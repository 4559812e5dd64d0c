//! WebSocket Price Feed
//!
//! Opens one WebSocket connection per symbol, sends a subscribe request,
//! and streams decoded ticks until the consumer drops the stream or the
//! upstream fails.
//!
//! # Protocol
//!
//! After connecting, the client sends `{"subscribe":["<SYMBOL>"]}`. The
//! upstream replies with JSON frames understood by [`TickCodec`]. Frames
//! for other symbols are ignored; undecodable frames are logged and
//! skipped.
//!
//! Reconnection is left to the caller: a failed stream surfaces as an
//! error item, and the multiplexer tears the feed down.

use async_trait::async_trait;
use chrono::Utc;
use futures_util::stream::{SplitSink, SplitStream};
use futures_util::{SinkExt, StreamExt};
use tokio::net::TcpStream;
use tokio::sync::mpsc;
use tokio_stream::wrappers::ReceiverStream;
use tokio_tungstenite::tungstenite::Message;
use tokio_tungstenite::{MaybeTlsStream, WebSocketStream};

use super::codec::TickCodec;
use crate::application::ports::{FeedOpenError, FeedStreamError, PriceFeedProvider, TickStream};
use crate::domain::market::{PriceTick, Symbol};

type WsStream = WebSocketStream<MaybeTlsStream<TcpStream>>;
type TickSender = mpsc::Sender<Result<PriceTick, FeedStreamError>>;

/// Default upstream URL.
pub const DEFAULT_FEED_URL: &str = "wss://streamer.finance.yahoo.com";

// =============================================================================
// Configuration
// =============================================================================

/// Configuration for the WebSocket feed.
#[derive(Debug, Clone)]
pub struct WebSocketFeedConfig {
    /// Upstream WebSocket URL.
    pub url: String,
    /// Ticks buffered between the socket reader and the feed task.
    pub buffer: usize,
}

impl Default for WebSocketFeedConfig {
    fn default() -> Self {
        Self {
            url: DEFAULT_FEED_URL.to_string(),
            buffer: 256,
        }
    }
}

// =============================================================================
// Provider
// =============================================================================

/// WebSocket-backed price feed provider.
#[derive(Debug, Clone)]
pub struct WebSocketFeedProvider {
    config: WebSocketFeedConfig,
    codec: TickCodec,
}

impl WebSocketFeedProvider {
    /// Create a new provider.
    #[must_use]
    pub const fn new(config: WebSocketFeedConfig) -> Self {
        Self {
            config,
            codec: TickCodec::new(),
        }
    }
}

#[async_trait]
impl PriceFeedProvider for WebSocketFeedProvider {
    async fn open(&self, symbol: &Symbol) -> Result<TickStream, FeedOpenError> {
        tracing::info!(url = %self.config.url, symbol = %symbol, "Connecting to price feed");

        let connect_error = |message: String| FeedOpenError::Connect {
            symbol: symbol.to_string(),
            message,
        };

        let (ws_stream, _response) = tokio_tungstenite::connect_async(&self.config.url)
            .await
            .map_err(|e| connect_error(e.to_string()))?;

        let (mut write, read) = ws_stream.split();
        write
            .send(Message::Text(self.codec.encode_subscribe(symbol).into()))
            .await
            .map_err(|e| connect_error(format!("failed to send subscribe: {e}")))?;

        let (tx, rx) = mpsc::channel(self.config.buffer.max(1));
        tokio::spawn(pump(symbol.clone(), self.codec, write, read, tx));

        Ok(ReceiverStream::new(rx).boxed())
    }

    fn name(&self) -> &'static str {
        "websocket"
    }
}

/// Read frames until the consumer goes away or the socket fails.
async fn pump(
    symbol: Symbol,
    codec: TickCodec,
    mut write: SplitSink<WsStream, Message>,
    mut read: SplitStream<WsStream>,
    tx: TickSender,
) {
    loop {
        tokio::select! {
            () = tx.closed() => {
                tracing::debug!(symbol = %symbol, "Feed consumer dropped, closing socket");
                let _ = write.send(Message::Close(None)).await;
                return;
            }
            msg = read.next() => {
                match msg {
                    Some(Ok(Message::Text(text))) => {
                        match codec.decode(&text, Utc::now()) {
                            Ok(ticks) => {
                                for tick in ticks.into_iter().filter(|t| t.symbol == symbol) {
                                    if tx.send(Ok(tick)).await.is_err() {
                                        return;
                                    }
                                }
                            }
                            Err(e) => {
                                tracing::warn!(symbol = %symbol, error = %e, "Skipping undecodable frame");
                            }
                        }
                    }
                    Some(Ok(Message::Ping(data))) => {
                        if let Err(e) = write.send(Message::Pong(data)).await {
                            let _ = tx.send(Err(FeedStreamError::Transport(e.to_string()))).await;
                            return;
                        }
                    }
                    Some(Ok(Message::Close(_))) | None => {
                        tracing::info!(symbol = %symbol, "Upstream closed price feed");
                        let _ = tx.send(Err(FeedStreamError::Closed)).await;
                        return;
                    }
                    Some(Ok(_)) => {
                        // Ignore binary and pong frames
                    }
                    Some(Err(e)) => {
                        let _ = tx.send(Err(FeedStreamError::Transport(e.to_string()))).await;
                        return;
                    }
                }
            }
        }
    }
}

#[cfg(test)]
mod tests {
    use super::*;

    #[test]
    fn default_config_points_at_streamer() {
        let config = WebSocketFeedConfig::default();
        assert_eq!(config.url, DEFAULT_FEED_URL);
        assert_eq!(config.buffer, 256);
    }

    #[tokio::test]
    async fn unreachable_upstream_is_connect_error() {
        let provider = WebSocketFeedProvider::new(WebSocketFeedConfig {
            url: "ws://127.0.0.1:1".to_string(),
            buffer: 4,
        });

        let err = provider
            .open(&Symbol::parse("AAPL").unwrap())
            .await
            .err()
            .unwrap();

        assert!(matches!(err, FeedOpenError::Connect { ref symbol, .. } if symbol == "AAPL"));
    }
}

■ ■ ■ ■

## [Exercise goal]
What lines in the listing above hold the string "data"? List them.

## [Output of the exercise]
                    Some(Ok(Message::Ping(data))) => {
                        if let Err(e) = write.send(Message::Pong(data)).await {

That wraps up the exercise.